ACTIVITY>
Extract all lines from the data beneath that include the word "join".

*** Opening of MATERIAL FOR THIS TASK ***

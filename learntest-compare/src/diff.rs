//! Structural Diff
//!
//! Walks a reference tree and a produced tree side by side. Every relative
//! path present on either side is compared; text files line by line and
//! field by field, anything else byte for byte. All differences are
//! collected, not just the first.

use crate::tolerance::{Tolerance, split_tokens};
use serde::{Deserialize, Serialize};
use std::collections::{BTreeSet, HashSet};
use std::path::{Path, PathBuf};
use thiserror::Error;
use walkdir::WalkDir;

/// Placeholder for the side of a difference that has no content
pub const ABSENT: &str = "<missing>";

/// Errors from reading result trees
#[derive(Debug, Error)]
pub enum CompareError {
    /// A result file could not be read
    #[error("Failed to read {path}: {source}")]
    Io {
        /// File being read
        path: PathBuf,
        /// Underlying error
        #[source]
        source: std::io::Error,
    },

    /// A result tree could not be walked
    #[error("Failed to walk {root}: {source}")]
    Walk {
        /// Tree root
        root: PathBuf,
        /// Underlying error
        #[source]
        source: walkdir::Error,
    },
}

/// One difference between a produced and a reference file
#[derive(Debug, Clone, PartialEq, Eq, Serialize, Deserialize)]
pub struct DiffDetail {
    /// Path relative to the result tree, `/` separated
    pub file: String,
    /// Where in the file: `file`, `content`, `line N`, `line N, field M`
    /// or `line N, field M, token K`
    pub location: String,
    /// Reference value
    pub expected: String,
    /// Produced value
    pub actual: String,
}

impl DiffDetail {
    fn new(
        file: &str,
        location: impl Into<String>,
        expected: impl Into<String>,
        actual: impl Into<String>,
    ) -> Self {
        Self {
            file: file.to_string(),
            location: location.into(),
            expected: expected.into(),
            actual: actual.into(),
        }
    }
}

impl std::fmt::Display for DiffDetail {
    fn fmt(&self, f: &mut std::fmt::Formatter<'_>) -> std::fmt::Result {
        write!(
            f,
            "{} [{}]: expected {:?}, got {:?}",
            self.file, self.location, self.expected, self.actual
        )
    }
}

/// Files never compared, matched on file name or relative path
#[derive(Debug, Clone, Default)]
pub struct IgnoreSet {
    names: HashSet<String>,
}

impl IgnoreSet {
    /// Build from names or relative paths
    pub fn new<I, S>(names: I) -> Self
    where
        I: IntoIterator<Item = S>,
        S: Into<String>,
    {
        Self {
            names: names.into_iter().map(Into::into).collect(),
        }
    }

    /// Add one entry
    pub fn insert(&mut self, name: impl Into<String>) {
        self.names.insert(name.into());
    }

    /// Whether a relative path is ignored
    pub fn contains(&self, relative: &str) -> bool {
        if self.names.contains(relative) {
            return true;
        }
        let file_name = relative.rsplit('/').next().unwrap_or(relative);
        self.names.contains(file_name)
    }
}

/// Relative paths of every comparable file under `root`, sorted.
///
/// A missing root is an empty tree.
pub fn list_files(root: &Path, ignored: &IgnoreSet) -> Result<BTreeSet<String>, CompareError> {
    let mut files = BTreeSet::new();
    if !root.is_dir() {
        return Ok(files);
    }

    for entry in WalkDir::new(root).sort_by_file_name() {
        let entry = entry.map_err(|source| CompareError::Walk {
            root: root.to_path_buf(),
            source,
        })?;
        if !entry.file_type().is_file() {
            continue;
        }
        let Ok(relative) = entry.path().strip_prefix(root) else {
            continue;
        };
        let relative = relative
            .components()
            .map(|c| c.as_os_str().to_string_lossy().into_owned())
            .collect::<Vec<_>>()
            .join("/");
        if !ignored.contains(&relative) {
            files.insert(relative);
        }
    }
    Ok(files)
}

/// Diff two result trees over the union of their files
pub fn diff_trees(
    reference_root: &Path,
    produced_root: &Path,
    ignored: &IgnoreSet,
    tolerance: &Tolerance,
) -> Result<Vec<DiffDetail>, CompareError> {
    let reference = list_files(reference_root, ignored)?;
    let produced = list_files(produced_root, ignored)?;

    let mut details = Vec::new();
    for file in reference.union(&produced) {
        match (reference.contains(file), produced.contains(file)) {
            (true, false) => details.push(DiffDetail::new(file, "file", "present", ABSENT)),
            (false, true) => details.push(DiffDetail::new(file, "file", ABSENT, "present")),
            _ => {
                let expected = read(&reference_root.join(file))?;
                let actual = read(&produced_root.join(file))?;
                details.extend(diff_contents(file, &expected, &actual, tolerance));
            }
        }
    }
    Ok(details)
}

fn read(path: &Path) -> Result<Vec<u8>, CompareError> {
    std::fs::read(path).map_err(|source| CompareError::Io {
        path: path.to_path_buf(),
        source,
    })
}

/// Diff two file contents. Text when both sides are UTF-8, bytes otherwise.
pub fn diff_contents(
    file: &str,
    expected: &[u8],
    actual: &[u8],
    tolerance: &Tolerance,
) -> Vec<DiffDetail> {
    if expected == actual {
        return Vec::new();
    }
    match (std::str::from_utf8(expected), std::str::from_utf8(actual)) {
        (Ok(e), Ok(a)) => diff_text(file, e, a, tolerance),
        _ => vec![DiffDetail::new(
            file,
            "content",
            format!("{} bytes", expected.len()),
            format!("{} bytes (binary content differs)", actual.len()),
        )],
    }
}

/// Diff two texts line by line after CRLF normalisation
pub fn diff_text(file: &str, expected: &str, actual: &str, tolerance: &Tolerance) -> Vec<DiffDetail> {
    let expected: Vec<&str> = normalized_lines(expected);
    let actual: Vec<&str> = normalized_lines(actual);

    let mut details = Vec::new();
    for index in 0..expected.len().max(actual.len()) {
        let line = index + 1;
        match (expected.get(index), actual.get(index)) {
            (Some(e), Some(a)) => diff_line(&mut details, file, line, e, a, tolerance),
            (Some(e), None) => {
                details.push(DiffDetail::new(file, format!("line {}", line), *e, ABSENT))
            }
            (None, Some(a)) => {
                details.push(DiffDetail::new(file, format!("line {}", line), ABSENT, *a))
            }
            (None, None) => {}
        }
    }
    details
}

fn normalized_lines(text: &str) -> Vec<&str> {
    text.lines()
        .map(|l| l.strip_suffix('\r').unwrap_or(l))
        .collect()
}

fn diff_line(
    details: &mut Vec<DiffDetail>,
    file: &str,
    line: usize,
    expected: &str,
    actual: &str,
    tolerance: &Tolerance,
) {
    if expected == actual {
        return;
    }

    let expected_fields: Vec<&str> = expected.split_whitespace().collect();
    let actual_fields: Vec<&str> = actual.split_whitespace().collect();
    if expected_fields.len() != actual_fields.len() {
        details.push(DiffDetail::new(file, format!("line {}", line), expected, actual));
        return;
    }

    for (index, (e, a)) in expected_fields.iter().zip(&actual_fields).enumerate() {
        if tolerance.fields_match(e, a) {
            continue;
        }
        let location = format!("line {}, field {}", line, index + 1);

        // Numbers glued to punctuation (`"auc": 0.3,`) are compared token by token
        let expected_tokens = split_tokens(e);
        let actual_tokens = split_tokens(a);
        if expected_tokens.len() < 2 || expected_tokens.len() != actual_tokens.len() {
            details.push(DiffDetail::new(file, location, *e, *a));
            continue;
        }
        for (token, (et, at)) in expected_tokens.iter().zip(&actual_tokens).enumerate() {
            if !tolerance.fields_match(et, at) {
                details.push(DiffDetail::new(
                    file,
                    format!("{}, token {}", location, token + 1),
                    *et,
                    *at,
                ));
            }
        }
    }
}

*** Close of MATERIAL FOR THIS TASK ***

EXPECTED ANSWER>
            .join("/");
                let expected = read(&reference_root.join(file))?;
                let actual = read(&produced_root.join(file))?;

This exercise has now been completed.